PublicSoftTools

Base64 Encoder

Encode text to Base64 format instantly. Perfect for embedding credentials in HTTP headers, generating data URIs, and building JSON payloads that contain binary content.

Base64 Encoder

How Base64 Encoding Works

  1. 1Type or paste the text you want to encode. The encoder converts it to UTF-8 bytes first, then processes the bytes.
  2. 2The encoder groups bytes into sets of 3 (24 bits) and maps each 6-bit chunk to one of the 64 Base64 characters. Padding = characters are added if needed.
  3. 3The encoded string appears instantly. Click Copy to paste it into your code, config file, or HTTP header.

HTTP Basic Authentication and Base64

One of the most common developer uses of Base64 encoding is building HTTP Basic Auth headers. The Authorization header value is constructed as Basic <base64(username:password)>. For example, to authenticate as user alice with password secret, encode the string alice:secret to get YWxpY2U6c2VjcmV0, then send the header Authorization: Basic YWxpY2U6c2VjcmV0. Note that Basic Auth provides no security on its own — always use it over HTTPS.

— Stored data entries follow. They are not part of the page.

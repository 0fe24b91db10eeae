//! Detect bookings that overlap a candidate slot.
//!
//! Two half-open ranges overlap when `a.start < b.end && b.start < a.end`.
//! Adjacent ranges (one ends exactly when the other starts) are NOT conflicts.

use crate::booking::Booking;
use crate::clock::ClockTime;
use crate::slots::TimeSlot;

/// A booking that overlaps a candidate range.
#[derive(Debug, Clone, PartialEq)]
pub struct Conflict<'a> {
    pub booking: &'a Booking,
    pub overlap_minutes: u16,
}

pub fn overlaps(
    a_start: ClockTime,
    a_end: ClockTime,
    b_start: ClockTime,
    b_end: ClockTime,
) -> bool {
    a_start < b_end && b_start < a_end
}

/// Whether any time-blocking booking overlaps `[start, end)`.
/// Cancelled bookings are skipped.
pub fn is_blocked<'a, I>(start: ClockTime, end: ClockTime, bookings: I) -> bool
where
    I: IntoIterator<Item = &'a Booking>,
{
    bookings
        .into_iter()
        .any(|b| b.blocks_time() && overlaps(start, end, b.start_time, b.end_time))
}

/// Every time-blocking booking overlapping `slot`, in input order, with the
/// length of the shared range.
pub fn blocking_bookings<'a>(slot: &TimeSlot, bookings: &'a [Booking]) -> Vec<Conflict<'a>> {
    let (start, end) = (slot.start_time, slot.end_time);
    bookings
        .iter()
        .filter(|b| b.blocks_time() && overlaps(start, end, b.start_time, b.end_time))
        .map(|booking| {
            let overlap_start = start.max(booking.start_time);
            let overlap_end = end.min(booking.end_time);
            Conflict {
                booking,
                overlap_minutes: overlap_end.minutes() - overlap_start.minutes(),
            }
        })
        .collect()
}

Common Uses for Base64 Encoding

HTTP Basic Auth Headers

Build the Authorization header for HTTP Basic Auth by encoding "username:password" to Base64 and prefixing it with "Basic ". Required when calling APIs that use Basic Auth.

Embedding Images in CSS

Small images and icons can be embedded directly in CSS or HTML as data URIs — url('data:image/png;base64,...') — eliminating a separate HTTP request.

JSON API Payloads

JSON is text-only, so binary file content (PDFs, images) must be Base64-encoded before embedding in a JSON request body. Many document APIs expect this format.

Kubernetes Secrets

Values in Kubernetes Secret manifests must be Base64-encoded. Encode your credentials, certificates, or API keys here before pasting them into a secret YAML file.

JWT Generation

JSON Web Token headers and payloads are Base64url-encoded JSON objects. Encode your header and payload JSON here as the first step in manually constructing or testing a JWT.

SMTP / Email Attachments

Email attachments in MIME format must be Base64-encoded. If you are constructing raw SMTP messages or testing email delivery, encode the file content here.

Frequently Asked Questions

What is Base64 encoding?

Base64 encoding converts binary data (or text bytes) into a string of 64 printable ASCII characters: A–Z, a–z, 0–9, +, and /. The name comes from the 64-character alphabet used. It is a standard way to represent binary content — images, files, credentials — as plain text so it can be safely embedded in text-based formats like JSON, HTML, XML, and email.

How much larger does Base64 make my data?

Base64 encoding increases the size of the data by approximately 33%. This is because every 3 bytes of input (24 bits) are represented by 4 Base64 characters (6 bits each). A 1,000-byte string becomes roughly 1,333 characters in Base64. Padding = characters may add 0–2 extra characters to make the output length a multiple of 4.

Is Base64 a form of encryption?

No. Base64 is encoding, not encryption. It is trivially reversible — anyone can decode a Base64 string back to its original content with no key or password. Do not use Base64 to protect sensitive data. It provides no security, confidentiality, or integrity guarantees. It is purely a format transformation for interoperability.

What is the = sign at the end of Base64 output?

Base64 works on 3-byte groups. If the input is not a multiple of 3 bytes, padding = characters are appended to make the output length a multiple of 4. One = means one byte of padding was needed; == means two bytes. The padding is required by the standard — some systems omit it ("unpadded Base64"), but most expect it.

What is Base64url and when should I use it?

Base64url is a variant of Base64 used in URLs and file names. It replaces + with - and / with _ to avoid conflicts with URL special characters. It is used in JWTs, PKCE OAuth flows, and other web standards. If you are generating a JWT or a URL-safe token, use the Base64url variant rather than standard Base64.

Can I encode non-English or Unicode text?

Yes. This tool encodes the UTF-8 byte representation of your input text. Unicode characters — including accented letters, Arabic, Chinese, Japanese, emoji, and other non-ASCII content — are first converted to their UTF-8 byte sequences, then those bytes are Base64-encoded. The decoder must also know to interpret the output as UTF-8 to recover the original text correctly.